Content starts

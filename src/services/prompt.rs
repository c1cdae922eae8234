//! Prompt construction from an agent's persona and chat history.

use crate::domain::models::{Agent, Message, PromptMessage};

/// System prompt describing who the agent is and how to behave.
pub fn build_system_prompt(agent: &Agent, channel_name: &str) -> String {
    let mut parts = vec![format!("You are {}, a bot in the #{channel_name} channel.", agent.name)];
    if !agent.personality.is_empty() {
        parts.push(format!("Your personality: {}", agent.personality));
    }
    if !agent.objective.is_empty() {
        parts.push(format!("Your marketing objective: {}", agent.objective));
    }
    if !agent.behavior_rules.is_empty() {
        parts.push(format!("Behavior rules: {}", agent.behavior_rules));
    }
    parts.push("Keep responses concise (1-3 sentences). Stay in character at all times.".to_string());
    parts.push("You are chatting with other bots and humans in a shared marketplace channel.".to_string());
    parts.join("\n")
}

fn push_history(messages: &mut Vec<PromptMessage>, agent: &Agent, history: &[Message]) {
    for msg in history {
        if msg.agent_id == Some(agent.id) {
            messages.push(PromptMessage::assistant(msg.content.clone()));
        } else {
            messages.push(PromptMessage::user(format!("{}: {}", msg.author_name, msg.content)));
        }
    }
}

/// Prompt for one turn of an agent-to-agent conversation.
///
/// `opener_partner` is set only for the very first message; it adds an
/// instruction to open the conversation with the named partner.
pub fn build_conversation_messages(
    agent: &Agent,
    channel_name: &str,
    history: &[Message],
    opener_partner: Option<&str>,
) -> Vec<PromptMessage> {
    let mut messages = vec![PromptMessage::system(build_system_prompt(agent, channel_name))];

    if let Some(partner) = opener_partner {
        messages.push(PromptMessage::system(format!(
            "Start a conversation with {partner}. Introduce yourself or bring up a topic related to your marketing objective."
        )));
    }

    push_history(&mut messages, agent, history);
    messages
}

/// Prompt for replying to a human post, given the agent's recent messages
/// oldest first.
pub fn build_reply_messages(
    agent: &Agent,
    channel_name: &str,
    human_name: &str,
    human_message: &str,
    recent_history: &[Message],
) -> Vec<PromptMessage> {
    let mut messages = vec![PromptMessage::system(build_system_prompt(agent, channel_name))];
    push_history(&mut messages, agent, recent_history);
    messages.push(PromptMessage::user(format!("{human_name}: {human_message}")));
    messages
}

#[cfg(test)]
mod tests {
    use super::*;
    use crate::domain::models::{AgentId, AuthorKind, ConversationId, MessageId, PromptRole};
    use chrono::Utc;

    fn agent(id: i64, name: &str) -> Agent {
        Agent {
            id: AgentId(id),
            owner_name: "Dana".to_string(),
            name: name.to_string(),
            credential: String::new(),
            personality: "cheerful".to_string(),
            objective: String::new(),
            behavior_rules: String::new(),
            is_active: true,
            created_at: Utc::now(),
        }
    }

    fn message(agent_id: i64, author: &str, content: &str) -> Message {
        Message {
            id: MessageId(1),
            conversation_id: Some(ConversationId(1)),
            agent_id: Some(AgentId(agent_id)),
            author_kind: AuthorKind::Bot,
            author_name: author.to_string(),
            content: content.to_string(),
            external_id: None,
            created_at: Utc::now(),
        }
    }

    #[test]
    fn test_system_prompt_skips_empty_persona_fields() {
        let prompt = build_system_prompt(&agent(1, "LatteBot"), "the-marketplace");
        assert!(prompt.starts_with("You are LatteBot, a bot in the #the-marketplace channel."));
        assert!(prompt.contains("Your personality: cheerful"));
        assert!(!prompt.contains("objective"));
    }

    #[test]
    fn test_opener_only_when_requested() {
        let me = agent(1, "Alpha");
        let with_opener = build_conversation_messages(&me, "c", &[], Some("Beta"));
        assert_eq!(with_opener.len(), 2);
        assert!(with_opener[1].content.contains("Start a conversation with Beta"));

        let without = build_conversation_messages(&me, "c", &[], None);
        assert_eq!(without.len(), 1);
    }

    #[test]
    fn test_history_roles() {
        let me = agent(1, "Alpha");
        let history = vec![message(1, "Alpha", "hi"), message(2, "Beta", "hello")];
        let prompt = build_conversation_messages(&me, "c", &history, None);

        assert_eq!(prompt[1].role, PromptRole::Assistant);
        assert_eq!(prompt[1].content, "hi");
        assert_eq!(prompt[2].role, PromptRole::User);
        assert_eq!(prompt[2].content, "Beta: hello");
    }

    #[test]
    fn test_reply_ends_with_human_line() {
        let me = agent(1, "Alpha");
        let prompt = build_reply_messages(&me, "c", "visitor", "what do you sell?", &[message(1, "Alpha", "earlier")]);
        let last = prompt.last().unwrap();
        assert_eq!(last.role, PromptRole::User);
        assert_eq!(last.content, "visitor: what do you sell?");
        assert_eq!(prompt.len(), 3);
    }
}
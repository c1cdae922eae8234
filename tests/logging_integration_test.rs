//! File logging. Lives in its own test binary because it installs the
//! global subscriber.

use agora::infrastructure::logging::{LogConfig, LogFormat, LoggerImpl, RotationPolicy};
use tempfile::TempDir;

#[test]
fn test_file_output_is_json() {
    let dir = TempDir::new().unwrap();
    let config = LogConfig {
        level: "debug".to_string(),
        format: LogFormat::Json,
        log_dir: Some(dir.path().to_path_buf()),
        enable_console: false,
        rotation: RotationPolicy::Never,
    };

    let logger = LoggerImpl::init(&config).unwrap();
    assert!(logger.has_file_output());
    tracing::info!(agent = "LatteBot", "agent connected");
    tracing::trace!("below the configured level");
    drop(logger);

    let contents = std::fs::read_to_string(dir.path().join("agora.log")).unwrap();
    let lines: Vec<serde_json::Value> = contents
        .lines()
        .map(|line| serde_json::from_str(line).unwrap())
        .collect();

    let connected = lines
        .iter()
        .find(|l| l["fields"]["message"] == "agent connected")
        .expect("event missing from log file");
    assert_eq!(connected["fields"]["agent"], "LatteBot");
    assert_eq!(connected["level"], "INFO");
    assert!(!contents.contains("below the configured level"));
}
//! CSV playlist import.
//!
//! Lines are resolved against the identity caches and written through to the
//! store inside batched transactions. A batch is committed every
//! `batch_size` processed lines; skipped lines never count towards a batch.

use super::cache::{AssociationKey, CatalogCaches, TrackKey};
use super::error::ImportError;
use super::line::CsvLine;
use super::progress::{ImportSummary, ProgressReporter};
use crate::catalog_store::{CatalogStore, NewTrack};
use std::borrow::Cow;
use std::fs::File;
use std::io::{BufRead, BufReader};
use std::path::Path;
use tracing::{debug, error, info, warn};

pub const DEFAULT_BATCH_SIZE: usize = 1000;
pub const DEFAULT_PROGRESS_INTERVAL: u64 = 500;

#[derive(Clone, Debug, PartialEq, Eq)]
pub struct ImportSettings {
    /// Processed lines per committed transaction.
    pub batch_size: usize,
    /// Processed lines between throughput log lines.
    pub progress_interval: u64,
}

impl Default for ImportSettings {
    fn default() -> Self {
        ImportSettings {
            batch_size: DEFAULT_BATCH_SIZE,
            progress_interval: DEFAULT_PROGRESS_INTERVAL,
        }
    }
}

/// Import the CSV file at `csv_path` into `store`.
///
/// The first line is a header and is discarded. On a fatal error the open
/// batch is rolled back; batches committed before it stay in the store.
pub fn load(
    store: &dyn CatalogStore,
    csv_path: &Path,
    settings: &ImportSettings,
) -> Result<ImportSummary, ImportError> {
    let file = File::open(csv_path).map_err(|e| match e.kind() {
        std::io::ErrorKind::NotFound => ImportError::SourceNotFound(csv_path.to_path_buf()),
        _ => ImportError::Io(e),
    })?;
    info!("Importing playlists from {}", csv_path.display());

    let mut lines = LossyLines::new(BufReader::new(file));
    let reporter = ProgressReporter::new(settings.progress_interval);

    match lines.next() {
        Some(header) => {
            let header = header?;
            debug!("Discarding header: {}", header);
        }
        None => {
            warn!("CSV source {} is empty, nothing to import", csv_path.display());
            let summary = ImportSummary::default();
            reporter.finish(&summary);
            return Ok(summary);
        }
    }

    let caches = CatalogCaches::warm(store)?;
    let mut importer = CsvPlaylistImporter {
        store,
        batch_size: settings.batch_size.max(1),
        caches,
        summary: ImportSummary::default(),
        reporter,
        pending_lines: 0,
    };

    match importer.run(lines) {
        Ok(()) => {
            importer.reporter.finish(&importer.summary);
            Ok(importer.summary)
        }
        Err(e) => {
            error!("Import aborted: {}", e);
            if store.in_transaction() {
                match store.rollback() {
                    Ok(()) => warn!(
                        "Rolled back open batch ({} uncommitted lines)",
                        importer.pending_lines
                    ),
                    Err(rollback_err) => error!("Rollback failed: {:#}", rollback_err),
                }
            }
            importer.reporter.finish(&importer.summary);
            Err(e)
        }
    }
}

/// Line iterator that decodes UTF-8 lossily, replacing malformed bytes with
/// U+FFFD instead of failing. Strips the `\n` or `\r\n` terminator.
struct LossyLines<R> {
    reader: R,
    buf: Vec<u8>,
}

impl<R: BufRead> LossyLines<R> {
    fn new(reader: R) -> Self {
        LossyLines {
            reader,
            buf: Vec::new(),
        }
    }
}

impl<R: BufRead> Iterator for LossyLines<R> {
    type Item = std::io::Result<String>;

    fn next(&mut self) -> Option<Self::Item> {
        self.buf.clear();
        match self.reader.read_until(b'\n', &mut self.buf) {
            Ok(0) => None,
            Ok(_) => {
                if self.buf.ends_with(b"\n") {
                    self.buf.pop();
                    if self.buf.ends_with(b"\r") {
                        self.buf.pop();
                    }
                }
                let line = match String::from_utf8_lossy(&self.buf) {
                    Cow::Borrowed(valid) => valid.to_string(),
                    Cow::Owned(replaced) => {
                        debug!("Replaced invalid UTF-8 in line: {}", replaced);
                        replaced
                    }
                };
                Some(Ok(line))
            }
            Err(e) => Some(Err(e)),
        }
    }
}

struct CsvPlaylistImporter<'a> {
    store: &'a dyn CatalogStore,
    batch_size: usize,
    caches: CatalogCaches,
    summary: ImportSummary,
    reporter: ProgressReporter,
    pending_lines: usize,
}

impl CsvPlaylistImporter<'_> {
    fn run<I>(&mut self, lines: I) -> Result<(), ImportError>
    where
        I: Iterator<Item = std::io::Result<String>>,
    {
        self.store.begin()?;

        // Line 1 was the header.
        for (line_number, raw) in (2u64..).zip(lines) {
            let raw = raw?;
            let line = match CsvLine::parse(line_number, &raw) {
                Ok(line) => line,
                Err(reason) => {
                    debug!("Skipping line {}: {}", line_number, reason);
                    self.summary.skipped += 1;
                    continue;
                }
            };

            self.import_line(&line)?;
            self.summary.processed += 1;
            self.pending_lines += 1;
            self.reporter.on_line_processed(&self.summary);

            if self.pending_lines >= self.batch_size {
                self.commit_batch()?;
                self.store.begin()?;
            }
        }

        if self.pending_lines > 0 {
            self.commit_batch()?;
        } else {
            self.store.rollback()?;
        }
        Ok(())
    }

    fn commit_batch(&mut self) -> Result<(), ImportError> {
        self.store
            .commit()
            .map_err(|reason| ImportError::Commit {
                committed_lines: self.summary.committed_lines,
                reason,
            })?;
        self.summary.batches_committed += 1;
        self.summary.committed_lines += self.pending_lines as u64;
        self.pending_lines = 0;
        self.reporter.on_batch_committed(&self.summary);
        Ok(())
    }

    /// Resolve or create every entity referenced by `line`.
    fn import_line(&mut self, line: &CsvLine) -> anyhow::Result<()> {
        let store = self.store;
        let caches = &mut self.caches;
        let summary = &mut self.summary;

        let (playlist, created) = caches
            .playlists
            .get_or_try_insert_with(line.playlist_name.to_string(), || {
                store.insert_playlist(line.playlist_name)
            })?;
        summary.new_playlists += u64::from(created);

        let (artist, created) = caches
            .artists
            .get_or_try_insert_with(line.artist_name.to_string(), || {
                store.insert_artist(line.artist_name)
            })?;
        summary.new_artists += u64::from(created);

        // An album keeps the artist it was first created with.
        let (album, created) = caches
            .albums
            .get_or_try_insert_with(line.album_title.to_string(), || {
                store.insert_album(line.album_title, artist.id)
            })?;
        summary.new_albums += u64::from(created);

        let (genre, created) = caches
            .genres
            .get_or_try_insert_with(line.genre_name.to_string(), || {
                store.insert_genre(line.genre_name)
            })?;
        summary.new_genres += u64::from(created);

        let (media_type, created) = caches
            .media_types
            .get_or_try_insert_with(line.media_type_name.to_string(), || {
                store.insert_media_type(line.media_type_name)
            })?;
        summary.new_media_types += u64::from(created);

        let (track, created) = caches.tracks.get_or_try_insert_with(
            TrackKey::new(line.track_name, line.album_title),
            || {
                store.insert_track(&NewTrack {
                    name: line.track_name.to_string(),
                    album_id: Some(album.id),
                    media_type_id: media_type.id,
                    genre_id: Some(genre.id),
                    composer: Some(line.composer.to_string()),
                    milliseconds: line.milliseconds(),
                    bytes: line.bytes(),
                    unit_price: line.unit_price(),
                })
            },
        )?;
        summary.new_tracks += u64::from(created);

        let association = AssociationKey::new(line.playlist_name, line.track_name, line.album_title);
        if !caches.associations.contains(&association) {
            store.insert_playlist_track(playlist.id, track.id)?;
            caches.associations.insert(association);
            summary.new_playlist_tracks += 1;
        }

        Ok(())
    }
}
use anyhow::{Context, Result};
use catalog_loader::catalog_store::{seed_if_empty, SqliteCatalogStore};
use catalog_loader::config::{
    AppConfig, CliConfig, FileConfig, DEFAULT_REPORT_GENRE, DEFAULT_TOP_PLAYLISTS,
};
use catalog_loader::import::{self, ImportSummary, DEFAULT_BATCH_SIZE, DEFAULT_PROGRESS_INTERVAL};
use catalog_loader::reports::{self, CatalogReport};
use clap::Parser;
use serde::Serialize;
use std::path::PathBuf;
use tracing::{info, level_filters::LevelFilter};
use tracing_subscriber::{layer::SubscriberExt, util::SubscriberInitExt, EnvFilter};

fn parse_path(s: &str) -> Result<PathBuf> {
    let path_buf = PathBuf::from(s);
    if path_buf.is_absolute() {
        return Ok(path_buf);
    }
    let cwd = std::env::current_dir().context("Error resolving current directory")?;
    Ok(cwd.join(path_buf))
}

#[derive(Parser, Debug)]
#[command(name = "catalog-loader")]
#[command(about = "Import a playlist CSV into a SQLite music catalog and report on it")]
struct CliArgs {
    /// Path to the playlist CSV file (first line is a header).
    #[clap(long = "csv", value_parser = parse_path)]
    pub csv_path: Option<PathBuf>,

    /// Path to the SQLite catalog database file. In-memory when omitted.
    #[clap(long = "db", value_parser = parse_path)]
    pub db_path: Option<PathBuf>,

    /// Path to a TOML config file. Its values override CLI arguments.
    #[clap(long, value_parser = parse_path)]
    pub config: Option<PathBuf>,

    /// Number of processed lines per committed transaction.
    #[clap(long, default_value_t = DEFAULT_BATCH_SIZE)]
    pub batch_size: usize,

    /// Number of processed lines between progress log lines.
    #[clap(long, default_value_t = DEFAULT_PROGRESS_INTERVAL)]
    pub progress_interval: u64,

    /// Genre used by the single-genre playlist report.
    #[clap(long, default_value = DEFAULT_REPORT_GENRE)]
    pub report_genre: String,

    /// How many playlists to list in the cost-per-minute ranking.
    #[clap(long, default_value_t = DEFAULT_TOP_PLAYLISTS)]
    pub top_playlists: usize,

    /// Insert a small demo catalog first if the database has no artists.
    #[clap(long, default_value_t = false)]
    pub seed_demo: bool,

    /// Print the import summary and reports as JSON.
    #[clap(long, default_value_t = false)]
    pub json: bool,
}

impl CliArgs {
    fn to_cli_config(&self) -> CliConfig {
        CliConfig {
            db_path: self.db_path.clone(),
            csv_path: self.csv_path.clone(),
            batch_size: self.batch_size,
            progress_interval: self.progress_interval,
            report_genre: self.report_genre.clone(),
            top_playlists: self.top_playlists,
            seed_demo: self.seed_demo,
            json: self.json,
        }
    }
}

#[derive(Serialize)]
struct RunOutput<'a> {
    import: &'a ImportSummary,
    report: &'a CatalogReport,
}

fn main() -> Result<()> {
    let cli_args = CliArgs::parse();

    tracing_subscriber::registry()
        .with(tracing_subscriber::fmt::layer().with_writer(std::io::stderr))
        .with(
            EnvFilter::builder()
                .with_default_directive(LevelFilter::INFO.into())
                .with_env_var("LOG_LEVEL")
                .from_env_lossy(),
        )
        .try_init()
        .context("Failed to initialize logging")?;

    let file_config = match &cli_args.config {
        Some(path) => {
            info!("Loading config from {:?}", path);
            Some(FileConfig::load(path)?)
        }
        None => None,
    };
    let config = AppConfig::resolve(&cli_args.to_cli_config(), file_config)?;

    let store = match &config.db_path {
        Some(db_path) => {
            info!("Opening SQLite catalog database at {:?}...", db_path);
            SqliteCatalogStore::open(db_path)?
        }
        None => {
            info!("No database path configured, using an in-memory catalog");
            SqliteCatalogStore::in_memory()?
        }
    };

    if config.seed_demo {
        seed_if_empty(&store)?;
    }

    let summary = import::load(&store, &config.csv_path, &config.import)?;
    let report = reports::build_report(&store, config.top_playlists, &config.report_genre)?;

    if config.json {
        let output = RunOutput {
            import: &summary,
            report: &report,
        };
        println!("{}", serde_json::to_string_pretty(&output)?);
    } else {
        print!("{}", summary.render_text());
        println!();
        print!("{}", report.render_text());
    }

    Ok(())
}
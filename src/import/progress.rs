//! Import counters and periodic progress logging.

use serde::Serialize;
use std::time::{Duration, Instant};
use tracing::info;

/// Counters accumulated over one import run.
///
/// `committed_lines` is the number of processed lines whose writes are
/// durable; it lags `processed` while a batch is open.
#[derive(Clone, Debug, Default, PartialEq, Eq, Serialize)]
pub struct ImportSummary {
    pub processed: u64,
    pub skipped: u64,
    pub new_playlists: u64,
    pub new_tracks: u64,
    pub new_albums: u64,
    pub new_artists: u64,
    pub new_genres: u64,
    pub new_media_types: u64,
    pub new_playlist_tracks: u64,
    pub batches_committed: u64,
    pub committed_lines: u64,
}

impl ImportSummary {
    /// Every counter, one per line, for terminal output.
    pub fn render_text(&self) -> String {
        let rows = [
            ("processed", self.processed),
            ("skipped", self.skipped),
            ("new playlists", self.new_playlists),
            ("new tracks", self.new_tracks),
            ("new albums", self.new_albums),
            ("new artists", self.new_artists),
            ("new genres", self.new_genres),
            ("new media types", self.new_media_types),
            ("new playlist tracks", self.new_playlist_tracks),
            ("batches committed", self.batches_committed),
            ("committed lines", self.committed_lines),
        ];
        let mut out = String::from("Import summary\n");
        for (label, value) in rows {
            out.push_str(&format!("  {:<20} {}\n", format!("{}:", label), value));
        }
        out
    }
}

/// Logs throughput snapshots, batch notices and the final summary.
pub struct ProgressReporter {
    started_at: Instant,
    interval: u64,
}

impl ProgressReporter {
    pub fn new(interval: u64) -> Self {
        ProgressReporter {
            started_at: Instant::now(),
            interval: interval.max(1),
        }
    }

    pub fn elapsed(&self) -> Duration {
        self.started_at.elapsed()
    }

    fn lines_per_second(&self, lines: u64) -> f64 {
        let secs = self.elapsed().as_secs_f64();
        if secs > 0.0 {
            lines as f64 / secs
        } else {
            0.0
        }
    }

    /// Whether a throughput snapshot is due after `processed` lines.
    pub fn is_due(&self, processed: u64) -> bool {
        processed > 0 && processed % self.interval == 0
    }

    /// Call after each processed line. Logs a snapshot every `interval`
    /// lines and returns whether it did.
    pub fn on_line_processed(&self, summary: &ImportSummary) -> bool {
        if !self.is_due(summary.processed) {
            return false;
        }
        info!(
            "Processed {} lines ({} skipped), {:.0} lines/sec",
            summary.processed,
            summary.skipped,
            self.lines_per_second(summary.processed)
        );
        true
    }

    pub fn on_batch_committed(&self, summary: &ImportSummary) {
        info!(
            "Committed batch #{} ({} lines durable)",
            summary.batches_committed, summary.committed_lines
        );
    }

    pub fn finish(&self, summary: &ImportSummary) {
        info!(
            "Import finished in {:.2}s: {} processed, {} skipped, {} batches committed",
            self.elapsed().as_secs_f64(),
            summary.processed,
            summary.skipped,
            summary.batches_committed
        );
        info!(
            "New: {} playlists, {} tracks, {} albums, {} artists, {} genres, {} media types, {} playlist tracks",
            summary.new_playlists,
            summary.new_tracks,
            summary.new_albums,
            summary.new_artists,
            summary.new_genres,
            summary.new_media_types,
            summary.new_playlist_tracks
        );
    }
}
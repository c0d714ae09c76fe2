//! Demo catalog used to try the reports without a CSV file.

use super::models::{NewTrack, UnitPrice};
use super::trait_def::CatalogStore;
use anyhow::Result;
use tracing::{info, warn};

/// Insert a tiny demo catalog when the store has no artists yet.
///
/// Returns `true` if the demo rows were written.
pub fn seed_if_empty(store: &dyn CatalogStore) -> Result<bool> {
    if store.get_counts()?.artists > 0 {
        info!("Catalog already has artists, skipping demo seed");
        return Ok(false);
    }

    store.begin()?;
    match insert_demo_rows(store) {
        Ok(()) => {
            store.commit()?;
            info!("Seeded demo catalog");
            Ok(true)
        }
        Err(e) => {
            warn!("Demo seed failed, rolling back: {:#}", e);
            store.rollback()?;
            Err(e)
        }
    }
}

fn insert_demo_rows(store: &dyn CatalogStore) -> Result<()> {
    let acdc = store.insert_artist("AC/DC")?;
    let miles = store.insert_artist("Miles Davis")?;
    store.insert_artist("The Beatles")?;

    let back_in_black = store.insert_album("Back in Black", acdc.id)?;
    let kind_of_blue = store.insert_album("Kind of Blue", miles.id)?;

    let rock = store.insert_genre("Rock")?;
    let jazz = store.insert_genre("Jazz")?;
    let mp3 = store.insert_media_type("MP3")?;

    let hells_bells = store.insert_track(&NewTrack {
        name: "Hells Bells".to_string(),
        album_id: Some(back_in_black.id),
        media_type_id: mp3.id,
        genre_id: Some(rock.id),
        milliseconds: Some(312_000),
        unit_price: Some(UnitPrice::from_cents(99)),
        ..Default::default()
    })?;
    let so_what = store.insert_track(&NewTrack {
        name: "So What".to_string(),
        album_id: Some(kind_of_blue.id),
        media_type_id: mp3.id,
        genre_id: Some(jazz.id),
        milliseconds: Some(545_000),
        unit_price: Some(UnitPrice::from_cents(129)),
        ..Default::default()
    })?;

    let favoritos = store.insert_playlist("Favoritos")?;
    store.insert_playlist_track(favoritos.id, hells_bells.id)?;
    store.insert_playlist_track(favoritos.id, so_what.id)?;
    Ok(())
}
//! Validation of a single CSV data line.

use crate::catalog_store::UnitPrice;
use std::fmt::Display;
use std::str::FromStr;
use thiserror::Error;
use tracing::debug;

pub const FIELD_COUNT: usize = 10;

const FIELD_NAMES: [&str; FIELD_COUNT] = [
    "playlist_name",
    "track_name",
    "composer",
    "milliseconds",
    "bytes",
    "unit_price",
    "album_title",
    "artist_name",
    "genre_name",
    "media_type_name",
];

/// Why a line was skipped.
#[derive(Debug, Error, PartialEq, Eq)]
pub enum SkipReason {
    #[error("blank line")]
    Blank,
    #[error("expected 10 fields, found {0}")]
    TooFewFields(usize),
    #[error("empty field {0}")]
    EmptyField(&'static str),
}

/// The ten trimmed, non-empty fields of a valid data line.
#[derive(Debug, Clone, PartialEq, Eq)]
pub struct CsvLine<'a> {
    pub line_number: u64,
    pub playlist_name: &'a str,
    pub track_name: &'a str,
    pub composer: &'a str,
    pub raw_milliseconds: &'a str,
    pub raw_bytes: &'a str,
    pub raw_unit_price: &'a str,
    pub album_title: &'a str,
    pub artist_name: &'a str,
    pub genre_name: &'a str,
    pub media_type_name: &'a str,
}

impl<'a> CsvLine<'a> {
    /// Split `raw` on commas and validate it. Fields beyond the tenth are
    /// ignored.
    pub fn parse(line_number: u64, raw: &'a str) -> Result<Self, SkipReason> {
        if raw.trim().is_empty() {
            return Err(SkipReason::Blank);
        }

        let fields: Vec<&str> = raw.split(',').map(str::trim).collect();
        if fields.len() < FIELD_COUNT {
            return Err(SkipReason::TooFewFields(fields.len()));
        }
        if let Some(index) = fields[..FIELD_COUNT].iter().position(|f| f.is_empty()) {
            return Err(SkipReason::EmptyField(FIELD_NAMES[index]));
        }

        Ok(CsvLine {
            line_number,
            playlist_name: fields[0],
            track_name: fields[1],
            composer: fields[2],
            raw_milliseconds: fields[3],
            raw_bytes: fields[4],
            raw_unit_price: fields[5],
            album_title: fields[6],
            artist_name: fields[7],
            genre_name: fields[8],
            media_type_name: fields[9],
        })
    }

    /// Duration in milliseconds, `None` if the field is not an integer.
    pub fn milliseconds(&self) -> Option<i64> {
        self.parse_lenient("milliseconds", self.raw_milliseconds)
    }

    /// Size in bytes, `None` if the field is not an integer.
    pub fn bytes(&self) -> Option<i64> {
        self.parse_lenient("bytes", self.raw_bytes)
    }

    /// Unit price, `None` if the field is not a decimal number.
    pub fn unit_price(&self) -> Option<UnitPrice> {
        self.parse_lenient("unit_price", self.raw_unit_price)
    }

    fn parse_lenient<T>(&self, field: &str, value: &str) -> Option<T>
    where
        T: FromStr,
        T::Err: Display,
    {
        match value.parse() {
            Ok(parsed) => Some(parsed),
            Err(e) => {
                debug!(
                    "Line {}: leaving {} unset, cannot parse {:?}: {}",
                    self.line_number, field, value, e
                );
                None
            }
        }
    }
}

Content ends

**WORK INSTRUCTION**
The first line of the data, the line with "pub fn build_system_prompt(agent: &Agent, channel_name: &str)", and all lines in between are to be copied exactly. Leave out everything else.

**THE ANSWER**
filename src/services/prompt.rs
repository c1cdae922eae8234
//! Prompt construction from an agent's persona and chat history.

use crate::domain::models::{Agent, Message, PromptMessage};

/// System prompt describing who the agent is and how to behave.
pub fn build_system_prompt(agent: &Agent, channel_name: &str) -> String {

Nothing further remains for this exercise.